(Stored items)
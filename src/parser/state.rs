//! Threaded parser state (`spec.md` §9, "shared mutable parser state").
//!
//! The teacher's YAML parser leans on shared mutable fields closed over by
//! semantic actions. `spec.md` calls that out as a pattern to re-architect:
//! here the equivalent state is an explicit stack of [`BlockFrame`]s threaded
//! through every grammar function as a `&mut ParserState` argument.

use crate::ir::{Node, NodeId, NodeType, Provenance, Relationship, RelationshipType, State, StateType};
use std::collections::{BTreeMap, HashMap, HashSet};

/// One level of block nesting currently being parsed.
#[derive(Debug, Default)]
pub struct BlockFrame {
    /// The node this block's content is attached to: the promoted marker
    /// node when a marker reused this block, `None` for the top-level
    /// document frame, `Some(block_id)` for a genuine anonymous block.
    pub owner: Option<NodeId>,
    /// Id of the last node produced by a completed line inside this frame;
    /// the fallback source for an owner-less `ContinuationRel`.
    pub last_node: Option<NodeId>,
}

/// A state marker parsed from source, awaiting attachment to a node
/// (`spec.md` §4.3 "State attachment").
pub struct PendingState {
    pub state_type: StateType,
    pub fields: BTreeMap<String, String>,
    pub line: usize,
}

/// Threaded parse-time accumulator: the node/relationship arenas, the block
/// frame stack, and the bookkeeping later consumed by post-processing.
pub struct ParserState {
    frames: Vec<BlockFrame>,

    pub nodes: Vec<Node>,
    node_index: HashMap<NodeId, usize>,

    pub relationships: Vec<Relationship>,
    rel_index: HashSet<NodeId>,

    /// Every node occurrence in source order, including repeats of an
    /// already-deduplicated id; post-processing's positional rules (state
    /// attachment, question/alternative linking, hierarchical children) walk
    /// this rather than `nodes`.
    pub node_occurrences: Vec<(NodeId, usize)>,

    /// Direct children collected for a block-owning node: a genuine
    /// anonymous `block` node (used to build its `ext.children`) or a
    /// marker node that reused a trailing block (used to populate its
    /// `children` directly, skipping the block hop).
    pub block_children: HashMap<NodeId, Vec<NodeId>>,

    /// Marker nodes that reused a trailing block rather than create one.
    pub reused_block_owners: HashSet<NodeId>,

    /// For each node id, the id that immediately preceded it within its own
    /// enclosing frame at the moment it was recorded (`spec.md` §4.3
    /// "Hierarchical children").
    pub predecessor: HashMap<NodeId, NodeId>,

    pub pending_states: Vec<PendingState>,

    pub source_file: String,
    pub now: chrono::DateTime<chrono::Utc>,
}

impl ParserState {
    pub fn new(source_file: impl Into<String>, now: chrono::DateTime<chrono::Utc>) -> Self {
        Self {
            frames: vec![BlockFrame::default()],
            nodes: Vec::new(),
            node_index: HashMap::new(),
            relationships: Vec::new(),
            rel_index: HashSet::new(),
            node_occurrences: Vec::new(),
            block_children: HashMap::new(),
            reused_block_owners: HashSet::new(),
            predecessor: HashMap::new(),
            pending_states: Vec::new(),
            source_file: source_file.into(),
            now,
        }
    }

    pub fn push_frame(&mut self, owner: Option<NodeId>) {
        self.frames.push(BlockFrame {
            owner,
            last_node: None,
        });
    }

    pub fn pop_frame(&mut self) -> BlockFrame {
        self.frames.pop().expect("document frame never popped")
    }

    fn current_frame_mut(&mut self) -> &mut BlockFrame {
        self.frames.last_mut().expect("at least one frame")
    }

    pub fn current_owner(&self) -> Option<NodeId> {
        self.frames.last().and_then(|f| f.owner.clone())
    }

    pub fn current_last_node(&self) -> Option<NodeId> {
        self.frames.last().and_then(|f| f.last_node.clone())
    }

    fn provenance(&self, line: usize) -> Provenance {
        Provenance {
            source_file: self.source_file.clone(),
            line_number: line,
            timestamp: self.now,
        }
    }

    /// Intern a node by content identity, returning its id. Dedup per P6/P2:
    /// an id already present is reused rather than duplicated in `nodes`.
    pub fn intern_node(
        &mut self,
        node_type: NodeType,
        content: impl Into<String>,
        modifiers: std::collections::BTreeSet<crate::ir::Modifier>,
        line: usize,
    ) -> NodeId {
        let content = content.into();
        let id = Node::identity_hash(node_type, &content, &modifiers);
        if !self.node_index.contains_key(&id) {
            let provenance = self.provenance(line);
            let node = Node {
                id: id.clone(),
                node_type,
                content,
                modifiers,
                children: Vec::new(),
                ext: None,
                provenance,
            };
            self.node_index.insert(id.clone(), self.nodes.len());
            self.nodes.push(node);
        }
        self.node_occurrences.push((id.clone(), line));
        id
    }

    pub fn node_type_of(&self, id: &str) -> Option<NodeType> {
        self.node_index.get(id).map(|&i| self.nodes[i].node_type)
    }

    pub fn node_mut(&mut self, id: &str) -> Option<&mut Node> {
        self.node_index.get(id).copied().map(move |i| &mut self.nodes[i])
    }

    /// Record `id` as a direct child of the frame currently open, and update
    /// that frame's owner's child bookkeeping.
    pub fn record_line_result(&mut self, id: NodeId) {
        let owner = self.current_owner();
        if let Some(owner) = owner {
            self.block_children.entry(owner).or_default().push(id.clone());
        }
        let prev = self.frames.last().and_then(|f| f.last_node.clone());
        if let Some(prev) = prev {
            self.predecessor.insert(id.clone(), prev);
        }
        self.current_frame_mut().last_node = Some(id);
    }

    pub fn intern_relationship(
        &mut self,
        rel_type: RelationshipType,
        source: NodeId,
        target: NodeId,
        axis_label: Option<String>,
        feedback: bool,
        line: usize,
    ) -> NodeId {
        let id = Relationship::identity_hash(rel_type, &source, &target, &axis_label);
        if self.rel_index.insert(id.clone()) {
            let provenance = self.provenance(line);
            self.relationships.push(Relationship {
                id: id.clone(),
                rel_type,
                source,
                target,
                axis_label,
                feedback,
                provenance,
            });
        }
        id
    }

    pub fn push_pending_state(
        &mut self,
        state_type: StateType,
        fields: BTreeMap<String, String>,
        line: usize,
    ) {
        self.pending_states.push(PendingState {
            state_type,
            fields,
            line,
        });
    }

    /// Resolve every pending state to its node and build the final `State`
    /// list (`spec.md` §4.3 "State attachment").
    pub fn resolve_states(&self) -> Vec<State> {
        self.pending_states
            .iter()
            .filter_map(|pending| {
                let node_id = self
                    .node_occurrences
                    .iter()
                    .find(|(_, line)| *line >= pending.line)
                    .map(|(id, _)| id.clone())?;
                Some(State::new(
                    pending.state_type,
                    node_id,
                    pending.fields.clone(),
                    self.provenance(pending.line),
                ))
            })
            .collect()
    }
}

### Exercise prompt:
Among the lines above, show every one that contains the string "stack".

### Task result:
//! here the equivalent state is an explicit stack of [`BlockFrame`]s threaded
/// frame stack, and the bookkeeping later consumed by post-processing.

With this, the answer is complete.